Records drawn from a dataset:
####################
//! Post-processing pipeline for simulated wall-impulse data.
//!
//! This crate provides tools for:
//! - Converting raw per-wall impulse CSV samples into time-bucketed pressure series
//! - Combining pairs of pressure series by key-wise addition
//! - Rendering smoothed comparison plots (upsampling + Gaussian convolution) to PNG
//!
//! # Example
//!
//! ```no_run
//! use pressure_pipeline::core::loaders::load_series;
//! use pressure_pipeline::core::transforms::{smooth_series, SmoothingLevel};
//!
//! let series = load_series("pressure_01.csv").unwrap();
//! let (times, values) = series.points();
//! if let Some(params) = SmoothingLevel::Low.params() {
//!     let smoothed = smooth_series(&times, &values, params);
//! }
//! ```

pub mod cli;
pub mod config;
pub mod core;
pub mod processors;
pub mod visualization;

pub use config::{GeometryConfig, PipelineConfig, PlotConfig, SmoothingConfig};
pub use core::loaders::PressureSeries;

/// Crate version
pub const VERSION: &str = env!("CARGO_PKG_VERSION");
####################
Exercise aim: Repeat all of the entries exactly.

Task answer:
//! Post-processing pipeline for simulated wall-impulse data.
//!
//! This crate provides tools for:
//! - Converting raw per-wall impulse CSV samples into time-bucketed pressure series
//! - Combining pairs of pressure series by key-wise addition
//! - Rendering smoothed comparison plots (upsampling + Gaussian convolution) to PNG
//!
//! # Example
//!
//! ```no_run
//! use pressure_pipeline::core::loaders::load_series;
//! use pressure_pipeline::core::transforms::{smooth_series, SmoothingLevel};
//!
//! let series = load_series("pressure_01.csv").unwrap();
//! let (times, values) = series.points();
//! if let Some(params) = SmoothingLevel::Low.params() {
//!     let smoothed = smooth_series(&times, &values, params);
//! }
//! ```

pub mod cli;
pub mod config;
pub mod core;
pub mod processors;
pub mod visualization;

pub use config::{GeometryConfig, PipelineConfig, PlotConfig, SmoothingConfig};
pub use core::loaders::PressureSeries;

/// Crate version
pub const VERSION: &str = env!("CARGO_PKG_VERSION");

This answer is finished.